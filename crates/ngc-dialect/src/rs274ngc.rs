//! Baseline RS274/NGC tables, following the NIST description of the
//! language (NISTIR 6556).
//!
//! The orderings are spaced out so dialects can slot their own commands
//! between the baseline ones. Argument letters share a late ordering of
//! 999: arguments travel with the command that consumes them, so a
//! relative order among the arguments themselves is meaningless.

use ngc_util::WordInfo;

/// Reference grammar (PEG, ordered choice). `<` sequences are
/// whitespace-tolerant; `~` marks a captured region.
pub(crate) const GRAMMAR: &str = r##"
line < block_delete_character? line_number? (word / parameter_setting / comment)* EndOfFile

EndOfFile <- !.

unary_operator < ~([aA][bB][sS] / [aA][cC][oO][sS] / [aA][sS][iI][nN] / [aA][tT][aA][nN]
                 / [cC][oO][sS] / [eE][xX][pP] / [fF][iI][xX] / [fF][uU][pP] / [lL][nN]
                 / [rR][oO][uU][nN][dD] / [sS][iI][nN] / [sS][qQ][rR][tT] / [tT][aA][nN])
l1_operator < ~("+" / "-" / [aA][nN][dD] / [oO][rR] / [xX][oO][rR])
l2_operator < ~("*" / "/")
l3_operator < ~("**")

comment < [(] ~(![)] . )* [)]

block_delete_character <- ~("/")
parameter_setting < "#" integer "=" real_value
line_number < "N" integer
word < ~([a-zA-Z]) word_number

real_value <- (expression / numeric_parameter / unary_operation / number)

word_number < ~("+" / "-")? real_value

numeric_parameter < "#" (integer / expression)
expression < "[" l1_operation "]"

unary_operation < unary_operator expression
l1_operation < l2_operation (l1_operator l2_operation)*
l2_operation < l3_operation (l2_operator l3_operation)*
l3_operation < operand (l3_operator operand)*
operand < ~("+" / "-")? real_value

number <- float / integer
integer < ~("-"?[0-9 \t]+)
float < ~("-"?[0-9 \t]*"."[0-9 \t]+)
"##;

/// Argument-like letters. F, S and T can stand alone and act like
/// commands, so they carry real orderings; everything else is an
/// argument to some command on the same line.
pub(crate) const LETTERS: &[(char, WordInfo)] = &[
    ('F', WordInfo { name: "Set feedrate", modal_group: 0, ordering: 30 }),
    ('S', WordInfo { name: "Set spindle RPM", modal_group: 0, ordering: 40 }),
    ('T', WordInfo { name: "Select tool", modal_group: 0, ordering: 50 }),
    // Axes
    ('X', WordInfo { name: "X coordinate", modal_group: 0, ordering: 999 }),
    ('Y', WordInfo { name: "Y coordinate", modal_group: 0, ordering: 999 }),
    ('Z', WordInfo { name: "Z coordinate", modal_group: 0, ordering: 999 }),
    ('A', WordInfo { name: "A coordinate", modal_group: 0, ordering: 999 }),
    ('B', WordInfo { name: "B coordinate", modal_group: 0, ordering: 999 }),
    ('C', WordInfo { name: "C coordinate", modal_group: 0, ordering: 999 }),
    // Tool compensation
    ('D', WordInfo { name: "Tool compensation radius", modal_group: 0, ordering: 999 }),
    ('H', WordInfo { name: "Tool length offset index", modal_group: 0, ordering: 999 }),
    // Arcs
    ('I', WordInfo { name: "X-axis offset for arcs or G87 canned cycles", modal_group: 0, ordering: 999 }),
    ('J', WordInfo { name: "Y-axis offset for arcs or G87 canned cycles", modal_group: 0, ordering: 999 }),
    ('K', WordInfo { name: "Z-axis offset for arcs or G87 canned cycles", modal_group: 0, ordering: 999 }),
    // Misc/general
    ('G', WordInfo { name: "General function", modal_group: 0, ordering: 999 }),
    ('L', WordInfo { name: "Number of repetitions of canned cycle, key used in G10", modal_group: 0, ordering: 999 }),
    ('M', WordInfo { name: "Miscellaneous", modal_group: 0, ordering: 999 }),
    ('P', WordInfo { name: "Dwell time in canned cycles or G4, key used in G10", modal_group: 0, ordering: 999 }),
    ('Q', WordInfo { name: "Feed increment in G83 canned cycle", modal_group: 0, ordering: 999 }),
    ('R', WordInfo { name: "Arc radius, canned cycle plane", modal_group: 0, ordering: 999 }),
];

pub(crate) const WORDS: &[(&str, WordInfo)] = &[
    // Non-modal
    ("G4", WordInfo { name: "Dwell", modal_group: 0, ordering: 100 }),
    ("G10", WordInfo { name: "Coordinate system or tool table data", modal_group: 0, ordering: 190 }),
    ("G28", WordInfo { name: "Go/set predefined position", modal_group: 0, ordering: 190 }),
    ("G30", WordInfo { name: "Go/set predefined position", modal_group: 0, ordering: 190 }),
    ("G53", WordInfo { name: "Move in machine coordinates", modal_group: 0, ordering: 200 }),
    ("G92", WordInfo { name: "Coordinate system offset", modal_group: 0, ordering: 190 }),
    ("G92.1", WordInfo { name: "Reset G92 offsets", modal_group: 0, ordering: 190 }),
    ("G92.2", WordInfo { name: "Reset G92 offsets", modal_group: 0, ordering: 190 }),
    ("G92.3", WordInfo { name: "Restore G92 offsets", modal_group: 0, ordering: 190 }),
    // GCode modal group 1
    ("G0", WordInfo { name: "Rapid move", modal_group: 1, ordering: 210 }),
    ("G1", WordInfo { name: "Linear move", modal_group: 1, ordering: 210 }),
    ("G2", WordInfo { name: "Clockwise arc", modal_group: 1, ordering: 210 }),
    ("G3", WordInfo { name: "Counterclockwise arc", modal_group: 1, ordering: 210 }),
    ("G38.2", WordInfo { name: "Straight probe (towards piece with alarm)", modal_group: 1, ordering: 210 }),
    ("G80", WordInfo { name: "Cancel canned cycle", modal_group: 1, ordering: 210 }),
    ("G81", WordInfo { name: "Drilling cycle", modal_group: 1, ordering: 210 }),
    ("G82", WordInfo { name: "Drilling cycle, dwell", modal_group: 1, ordering: 210 }),
    ("G83", WordInfo { name: "Drilling cycle, peck", modal_group: 1, ordering: 210 }),
    ("G84", WordInfo { name: "Right-hand tapping cycle, dwell", modal_group: 1, ordering: 210 }),
    ("G85", WordInfo { name: "Boring cycle, feed out", modal_group: 1, ordering: 210 }),
    ("G86", WordInfo { name: "Boring cycle, dwell", modal_group: 1, ordering: 210 }),
    ("G87", WordInfo { name: "Back boring cycle", modal_group: 1, ordering: 210 }),
    ("G88", WordInfo { name: "Boring cycle, dwell", modal_group: 1, ordering: 210 }),
    ("G89", WordInfo { name: "Boring cycle, dwell", modal_group: 1, ordering: 210 }),
    // GCode modal group 2
    ("G17", WordInfo { name: "Select XY plane", modal_group: 2, ordering: 110 }),
    ("G18", WordInfo { name: "Select ZX plane", modal_group: 2, ordering: 110 }),
    ("G19", WordInfo { name: "Select YZ plane", modal_group: 2, ordering: 110 }),
    // GCode modal group 3
    ("G90", WordInfo { name: "Absolute distance mode", modal_group: 3, ordering: 170 }),
    ("G91", WordInfo { name: "Incremental distance mode", modal_group: 3, ordering: 170 }),
    // GCode modal group 5
    ("G93", WordInfo { name: "Inverse time mode", modal_group: 5, ordering: 20 }),
    ("G94", WordInfo { name: "Units per minute mode", modal_group: 5, ordering: 20 }),
    // GCode modal group 6
    ("G20", WordInfo { name: "Use inches", modal_group: 6, ordering: 120 }),
    ("G21", WordInfo { name: "Use mm", modal_group: 6, ordering: 120 }),
    // GCode modal group 7
    ("G40", WordInfo { name: "Cutter radius compensation off", modal_group: 7, ordering: 130 }),
    ("G41", WordInfo { name: "Cutter compensation (left of path)", modal_group: 7, ordering: 130 }),
    ("G42", WordInfo { name: "Cutter compensation (right of path)", modal_group: 7, ordering: 130 }),
    // GCode modal group 8
    ("G43", WordInfo { name: "Tool length offset", modal_group: 8, ordering: 140 }),
    ("G49", WordInfo { name: "Cancel tool length compensation", modal_group: 8, ordering: 140 }),
    // GCode modal group 10
    ("G98", WordInfo { name: "Canned cycle return level", modal_group: 10, ordering: 180 }),
    ("G99", WordInfo { name: "Canned cycle return level", modal_group: 10, ordering: 180 }),
    // GCode modal group 12
    ("G54", WordInfo { name: "Select coordinate system 1", modal_group: 12, ordering: 150 }),
    ("G55", WordInfo { name: "Select coordinate system 2", modal_group: 12, ordering: 150 }),
    ("G56", WordInfo { name: "Select coordinate system 3", modal_group: 12, ordering: 150 }),
    ("G57", WordInfo { name: "Select coordinate system 4", modal_group: 12, ordering: 150 }),
    ("G58", WordInfo { name: "Select coordinate system 5", modal_group: 12, ordering: 150 }),
    ("G59", WordInfo { name: "Select coordinate system 6", modal_group: 12, ordering: 150 }),
    ("G59.1", WordInfo { name: "Select coordinate system 7", modal_group: 12, ordering: 150 }),
    ("G59.2", WordInfo { name: "Select coordinate system 8", modal_group: 12, ordering: 150 }),
    ("G59.3", WordInfo { name: "Select coordinate system 9", modal_group: 12, ordering: 150 }),
    // GCode modal group 13
    ("G61", WordInfo { name: "Exact path mode", modal_group: 13, ordering: 160 }),
    ("G61.1", WordInfo { name: "Exact stop mode", modal_group: 13, ordering: 160 }),
    ("G64", WordInfo { name: "Path blending", modal_group: 13, ordering: 160 }),
    // MCode modal group 4
    ("M0", WordInfo { name: "Pause", modal_group: 4, ordering: 220 }),
    ("M1", WordInfo { name: "Optional stop", modal_group: 4, ordering: 220 }),
    ("M2", WordInfo { name: "Program end", modal_group: 4, ordering: 220 }),
    ("M30", WordInfo { name: "Program end, exchange pallet shuttles", modal_group: 4, ordering: 220 }),
    // MCode modal group 6
    ("M6", WordInfo { name: "Change tool", modal_group: 6, ordering: 60 }),
    // MCode modal group 7
    ("M3", WordInfo { name: "Spindle clockwise", modal_group: 7, ordering: 70 }),
    ("M4", WordInfo { name: "Spindle counterclockwise", modal_group: 7, ordering: 70 }),
    ("M5", WordInfo { name: "Stop spindle", modal_group: 7, ordering: 70 }),
    // MCode modal group 8
    ("M7", WordInfo { name: "Mist coolant on", modal_group: 8, ordering: 80 }),
    ("M8", WordInfo { name: "Flood coolant on", modal_group: 8, ordering: 80 }),
    ("M9", WordInfo { name: "Coolant off", modal_group: 8, ordering: 80 }),
    // MCode modal group 9
    ("M48", WordInfo { name: "Enable override controls", modal_group: 9, ordering: 90 }),
    ("M49", WordInfo { name: "Disable override controls", modal_group: 9, ordering: 90 }),
];
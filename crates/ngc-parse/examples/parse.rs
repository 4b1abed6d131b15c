//! Parses a small LinuxCNC program and prints each finalized line.
//!
//! Run with: cargo run --example parse

use ngc_parse::{Dialect, MachineState, Number, Parser};

fn main() -> ngc_parse::Result<()> {
    let state = MachineState::new()
        .with_named_parameters([("defined", Number::Int(10)), ("param", Number::Int(1))]);
    let mut parser = Parser::with_state(Dialect::linuxcnc(), state);

    let gcode = "\
#<depth> = 2
#1 = 0
#1 = 1 G0 X#1 Y#<depth> (pending write, X still sees 0) #1 = 2 ; G0 X0 Y2
G[#1 - 1] X[1 * 1/1 - 1 ** 1 + LN[1]] ; G1 X0
";

    for line in parser.parse(gcode)? {
        println!("{line}");
    }

    Ok(())
}
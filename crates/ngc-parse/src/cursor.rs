//! Character cursor over a single source line.
//!
//! The cursor tracks a byte position and hands out characters one at a
//! time. G-code is whitespace-tolerant in unusual places (inside numeric
//! literals, for instance), so the only skipping helper it offers is for
//! blanks - spaces and tabs; newlines never reach the cursor because the
//! driver splits its input into lines first.

pub(crate) struct Cursor<'a> {
    source: &'a str,
    position: usize,
}

impl<'a> Cursor<'a> {
    pub fn new(source: &'a str) -> Self {
        Self {
            source,
            position: 0,
        }
    }

    /// The full source line.
    pub fn source(&self) -> &'a str {
        self.source
    }

    /// Current byte position.
    pub fn position(&self) -> usize {
        self.position
    }

    /// Rewinds to a position previously obtained from [`position`](Self::position).
    pub fn restore(&mut self, position: usize) {
        self.position = position;
    }

    pub fn is_at_end(&self) -> bool {
        self.position >= self.source.len()
    }

    /// The character at the cursor, or `'\0'` at the end of the line.
    pub fn current_char(&self) -> char {
        self.peek_char(0)
    }

    /// The character `offset` bytes ahead of the cursor, or `'\0'` past
    /// the end. Only meaningful when the characters in between are ASCII.
    #[inline]
    pub fn peek_char(&self, offset: usize) -> char {
        let pos = self.position + offset;
        if pos >= self.source.len() {
            return '\0';
        }

        // Fast path for ASCII (most common case)
        let b = self.source.as_bytes()[pos];
        if b < 128 {
            return b as char;
        }

        self.source
            .get(pos..)
            .and_then(|rest| rest.chars().next())
            .unwrap_or('\0')
    }

    /// Advances past the current character. Does nothing at the end.
    pub fn advance(&mut self) {
        if let Some(c) = self.source[self.position..].chars().next() {
            self.position += c.len_utf8();
        }
    }

    /// Consumes the expected character if it is next.
    pub fn match_char(&mut self, expected: char) -> bool {
        if self.current_char() == expected {
            self.advance();
            true
        } else {
            false
        }
    }

    /// Skips spaces and tabs.
    pub fn skip_blanks(&mut self) {
        while matches!(self.current_char(), ' ' | '\t') {
            self.advance();
        }
    }

    /// The source from `start` up to the cursor.
    pub fn slice_from(&self, start: usize) -> &'a str {
        &self.source[start..self.position]
    }

    /// The source from the cursor to the end of the line.
    pub fn remaining(&self) -> &'a str {
        &self.source[self.position..]
    }
}

#[cfg(test)]
mod tests {
    use super::*;

    #[test]
    fn test_advance_and_current() {
        let mut cursor = Cursor::new("abc");
        assert_eq!(cursor.current_char(), 'a');
        cursor.advance();
        assert_eq!(cursor.current_char(), 'b');
        cursor.advance();
        cursor.advance();
        assert!(cursor.is_at_end());
        assert_eq!(cursor.current_char(), '\0');
        cursor.advance();
        assert!(cursor.is_at_end());
    }

    #[test]
    fn test_peek_char() {
        let cursor = Cursor::new("#<x");
        assert_eq!(cursor.peek_char(0), '#');
        assert_eq!(cursor.peek_char(1), '<');
        assert_eq!(cursor.peek_char(2), 'x');
        assert_eq!(cursor.peek_char(3), '\0');
    }

    #[test]
    fn test_match_char() {
        let mut cursor = Cursor::new("**");
        assert!(cursor.match_char('*'));
        assert!(!cursor.match_char('/'));
        assert!(cursor.match_char('*'));
        assert!(!cursor.match_char('*'));
    }

    #[test]
    fn test_skip_blanks_stops_at_content() {
        let mut cursor = Cursor::new(" \t 1");
        cursor.skip_blanks();
        assert_eq!(cursor.current_char(), '1');
    }

    #[test]
    fn test_restore() {
        let mut cursor = Cursor::new("N10");
        let mark = cursor.position();
        cursor.advance();
        cursor.advance();
        cursor.restore(mark);
        assert_eq!(cursor.current_char(), 'N');
    }

    #[test]
    fn test_slice_and_remaining() {
        let mut cursor = Cursor::new("(hello) X1");
        cursor.advance();
        let start = cursor.position();
        for _ in 0.."hello".len() {
            cursor.advance();
        }
        assert_eq!(cursor.slice_from(start), "hello");
        assert_eq!(cursor.remaining(), ") X1");
    }

    #[test]
    fn test_non_ascii_comment_text() {
        let mut cursor = Cursor::new("(münze)");
        cursor.advance();
        let start = cursor.position();
        while cursor.current_char() != ')' {
            cursor.advance();
        }
        assert_eq!(cursor.slice_from(start), "münze");
    }
}
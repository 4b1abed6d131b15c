//! Error types shared across the workspace.

use thiserror::Error;

use crate::number::Number;

/// Result alias used throughout the workspace.
pub type Result<T> = std::result::Result<T, Error>;

/// Everything that can go wrong while parsing and evaluating G-code.
///
/// Errors are not recovered internally; they propagate to the caller of
/// the parser entry points. Each variant carries the offending fragment
/// so the rendered message can point at the problem.
#[derive(Debug, Clone, PartialEq, Error)]
pub enum Error {
    /// The input does not match the grammar.
    #[error("parse error at column {column}: {message}")]
    Parse {
        /// 1-based byte column within the offending line.
        column: usize,
        message: String,
    },

    /// A parameter lookup targeted a key that is not defined.
    ///
    /// The payload is the reference as written, e.g. `#5` or `#<probe>`.
    #[error("undefined parameter {0}")]
    UndefinedParameter(String),

    /// A numeric-parameter index evaluated to a number with a fractional
    /// part, e.g. `#[1.5]`.
    #[error("expected an integer parameter index, got {0}")]
    ExpectedInteger(f64),

    /// A letter/number pair is not defined by the dialect tables.
    #[error("unknown word {letter}{number}")]
    UnknownWord { letter: char, number: Number },

    /// A math operation has no real result (division by zero, `ln` of a
    /// non-positive number, inverse trig outside its domain, ...).
    #[error("arithmetic error: {0}")]
    Arithmetic(String),
}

--- --- ---

(Work order):
Copy out each line of the listing where the string "Exact" appears.

(Expected answer):
    ("G61", WordInfo { name: "Exact path mode", modal_group: 13, ordering: 160 }),
    ("G61.1", WordInfo { name: "Exact stop mode", modal_group: 13, ordering: 160 }),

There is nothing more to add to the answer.